-------- MATERIALS PROVIDED
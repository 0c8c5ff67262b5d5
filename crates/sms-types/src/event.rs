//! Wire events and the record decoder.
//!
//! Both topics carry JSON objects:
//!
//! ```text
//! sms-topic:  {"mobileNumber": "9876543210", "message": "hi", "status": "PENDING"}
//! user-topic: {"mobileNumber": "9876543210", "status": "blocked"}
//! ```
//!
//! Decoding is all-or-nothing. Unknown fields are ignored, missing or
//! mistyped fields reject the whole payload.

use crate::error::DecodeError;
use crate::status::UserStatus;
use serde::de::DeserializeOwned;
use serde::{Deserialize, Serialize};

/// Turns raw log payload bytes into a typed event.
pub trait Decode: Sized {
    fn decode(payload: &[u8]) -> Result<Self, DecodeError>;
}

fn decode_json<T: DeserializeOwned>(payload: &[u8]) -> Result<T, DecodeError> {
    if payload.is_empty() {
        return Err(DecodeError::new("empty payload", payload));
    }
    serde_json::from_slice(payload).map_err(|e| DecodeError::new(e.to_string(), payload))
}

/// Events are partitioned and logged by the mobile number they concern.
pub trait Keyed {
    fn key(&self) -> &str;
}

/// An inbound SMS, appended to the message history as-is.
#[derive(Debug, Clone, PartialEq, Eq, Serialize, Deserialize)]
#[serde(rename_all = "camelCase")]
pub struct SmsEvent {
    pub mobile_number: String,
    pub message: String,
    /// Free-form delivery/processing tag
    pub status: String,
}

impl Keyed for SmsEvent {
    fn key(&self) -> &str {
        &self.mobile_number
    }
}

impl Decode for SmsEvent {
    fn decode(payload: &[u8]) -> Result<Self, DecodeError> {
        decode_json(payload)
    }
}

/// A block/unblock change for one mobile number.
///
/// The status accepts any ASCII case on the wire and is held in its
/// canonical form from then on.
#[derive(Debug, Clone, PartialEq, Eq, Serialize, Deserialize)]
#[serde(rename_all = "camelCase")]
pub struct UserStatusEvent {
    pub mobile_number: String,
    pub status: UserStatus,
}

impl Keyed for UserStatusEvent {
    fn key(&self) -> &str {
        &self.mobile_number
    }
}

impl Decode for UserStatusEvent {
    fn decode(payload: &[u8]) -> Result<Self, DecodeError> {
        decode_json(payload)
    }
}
----------------
-------- MATERIALS PROVIDED
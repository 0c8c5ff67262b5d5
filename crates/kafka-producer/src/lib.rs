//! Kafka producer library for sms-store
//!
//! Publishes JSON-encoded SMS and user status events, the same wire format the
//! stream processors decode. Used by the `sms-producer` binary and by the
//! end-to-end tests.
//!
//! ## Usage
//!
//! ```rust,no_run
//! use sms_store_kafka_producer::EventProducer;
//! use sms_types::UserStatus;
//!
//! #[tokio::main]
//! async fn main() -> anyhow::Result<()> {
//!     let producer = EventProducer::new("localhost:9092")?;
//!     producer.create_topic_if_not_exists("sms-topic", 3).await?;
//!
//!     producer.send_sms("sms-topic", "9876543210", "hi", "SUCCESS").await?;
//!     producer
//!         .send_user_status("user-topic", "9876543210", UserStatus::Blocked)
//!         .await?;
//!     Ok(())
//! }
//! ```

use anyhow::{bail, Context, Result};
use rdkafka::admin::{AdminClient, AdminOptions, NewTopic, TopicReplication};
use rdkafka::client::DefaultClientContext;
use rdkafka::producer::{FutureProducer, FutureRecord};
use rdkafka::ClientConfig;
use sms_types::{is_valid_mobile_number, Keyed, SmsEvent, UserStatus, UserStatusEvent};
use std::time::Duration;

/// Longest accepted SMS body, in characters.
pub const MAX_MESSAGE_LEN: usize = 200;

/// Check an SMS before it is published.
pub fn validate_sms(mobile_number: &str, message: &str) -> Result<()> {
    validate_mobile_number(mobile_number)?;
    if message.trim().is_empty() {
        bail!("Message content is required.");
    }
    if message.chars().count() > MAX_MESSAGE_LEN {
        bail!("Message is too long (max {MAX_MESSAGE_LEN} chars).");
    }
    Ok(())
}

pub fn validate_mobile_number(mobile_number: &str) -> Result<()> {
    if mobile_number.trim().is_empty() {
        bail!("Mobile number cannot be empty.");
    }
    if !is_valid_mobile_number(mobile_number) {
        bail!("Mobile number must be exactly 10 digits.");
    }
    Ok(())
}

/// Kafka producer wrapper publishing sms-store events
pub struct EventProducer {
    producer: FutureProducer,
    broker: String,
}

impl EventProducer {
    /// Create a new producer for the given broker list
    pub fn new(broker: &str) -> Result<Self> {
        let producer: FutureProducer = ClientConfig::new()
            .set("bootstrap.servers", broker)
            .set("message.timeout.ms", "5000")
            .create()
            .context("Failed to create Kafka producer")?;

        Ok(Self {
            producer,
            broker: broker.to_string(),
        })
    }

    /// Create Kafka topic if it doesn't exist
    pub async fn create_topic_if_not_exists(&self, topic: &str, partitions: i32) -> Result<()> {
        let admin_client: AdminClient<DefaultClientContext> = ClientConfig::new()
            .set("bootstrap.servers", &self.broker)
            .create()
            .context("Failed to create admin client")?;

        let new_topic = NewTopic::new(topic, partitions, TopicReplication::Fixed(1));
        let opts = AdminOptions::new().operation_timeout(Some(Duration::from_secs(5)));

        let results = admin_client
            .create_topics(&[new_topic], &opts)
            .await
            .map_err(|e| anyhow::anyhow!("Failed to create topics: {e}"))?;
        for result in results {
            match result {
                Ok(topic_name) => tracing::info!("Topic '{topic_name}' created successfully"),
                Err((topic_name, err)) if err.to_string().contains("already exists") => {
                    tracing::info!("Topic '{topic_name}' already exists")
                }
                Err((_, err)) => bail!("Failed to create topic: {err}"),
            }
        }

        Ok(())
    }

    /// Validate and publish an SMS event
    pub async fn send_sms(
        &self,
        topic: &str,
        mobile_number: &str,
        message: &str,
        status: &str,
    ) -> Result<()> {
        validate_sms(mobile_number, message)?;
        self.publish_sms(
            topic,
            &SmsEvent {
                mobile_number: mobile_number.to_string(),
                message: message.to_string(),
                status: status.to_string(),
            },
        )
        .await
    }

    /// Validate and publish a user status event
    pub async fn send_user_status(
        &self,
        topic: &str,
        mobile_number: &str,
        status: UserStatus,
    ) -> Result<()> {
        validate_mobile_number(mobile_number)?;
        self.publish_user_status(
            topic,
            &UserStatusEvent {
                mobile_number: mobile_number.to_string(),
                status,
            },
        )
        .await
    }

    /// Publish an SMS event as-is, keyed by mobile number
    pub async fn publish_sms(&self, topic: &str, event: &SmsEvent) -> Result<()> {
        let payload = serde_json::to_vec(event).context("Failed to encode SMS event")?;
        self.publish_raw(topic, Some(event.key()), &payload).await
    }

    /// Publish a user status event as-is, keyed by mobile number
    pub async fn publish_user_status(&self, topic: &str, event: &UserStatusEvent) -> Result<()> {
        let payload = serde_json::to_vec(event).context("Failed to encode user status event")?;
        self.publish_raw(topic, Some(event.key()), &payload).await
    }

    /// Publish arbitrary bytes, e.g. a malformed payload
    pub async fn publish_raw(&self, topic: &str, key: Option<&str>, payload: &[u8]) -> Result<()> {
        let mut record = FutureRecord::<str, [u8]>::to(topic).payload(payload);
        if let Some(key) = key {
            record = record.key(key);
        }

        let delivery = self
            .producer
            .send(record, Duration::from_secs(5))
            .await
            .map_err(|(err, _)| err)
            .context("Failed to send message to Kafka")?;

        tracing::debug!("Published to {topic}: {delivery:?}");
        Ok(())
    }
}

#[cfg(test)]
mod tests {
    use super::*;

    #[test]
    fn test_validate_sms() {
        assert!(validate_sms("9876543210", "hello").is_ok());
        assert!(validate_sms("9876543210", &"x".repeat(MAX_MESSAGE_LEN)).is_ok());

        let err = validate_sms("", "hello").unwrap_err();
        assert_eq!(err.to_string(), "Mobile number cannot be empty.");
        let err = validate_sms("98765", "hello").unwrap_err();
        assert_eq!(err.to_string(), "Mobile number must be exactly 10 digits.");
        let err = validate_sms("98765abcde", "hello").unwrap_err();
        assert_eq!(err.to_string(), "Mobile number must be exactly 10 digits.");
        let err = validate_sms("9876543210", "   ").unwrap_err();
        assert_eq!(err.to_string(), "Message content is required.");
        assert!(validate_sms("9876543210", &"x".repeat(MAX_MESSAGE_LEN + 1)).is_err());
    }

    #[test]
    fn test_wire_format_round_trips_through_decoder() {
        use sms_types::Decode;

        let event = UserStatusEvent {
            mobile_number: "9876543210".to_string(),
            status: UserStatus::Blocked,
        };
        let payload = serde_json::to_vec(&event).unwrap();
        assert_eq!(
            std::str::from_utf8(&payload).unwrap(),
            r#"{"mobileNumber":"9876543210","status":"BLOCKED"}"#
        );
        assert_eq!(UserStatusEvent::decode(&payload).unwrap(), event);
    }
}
----------------
What is asked for is an exact copy of the lines above from the one containing "Err((_, err)) =>" through the one containing "and publish a user status event", and only those.

                Err((_, err)) => bail!("Failed to create topic: {err}"),
            }
        }

        Ok(())
    }

    /// Validate and publish an SMS event
    pub async fn send_sms(
        &self,
        topic: &str,
        mobile_number: &str,
        message: &str,
        status: &str,
    ) -> Result<()> {
        validate_sms(mobile_number, message)?;
        self.publish_sms(
            topic,
            &SmsEvent {
                mobile_number: mobile_number.to_string(),
                message: message.to_string(),
                status: status.to_string(),
            },
        )
        .await
    }

    /// Validate and publish a user status event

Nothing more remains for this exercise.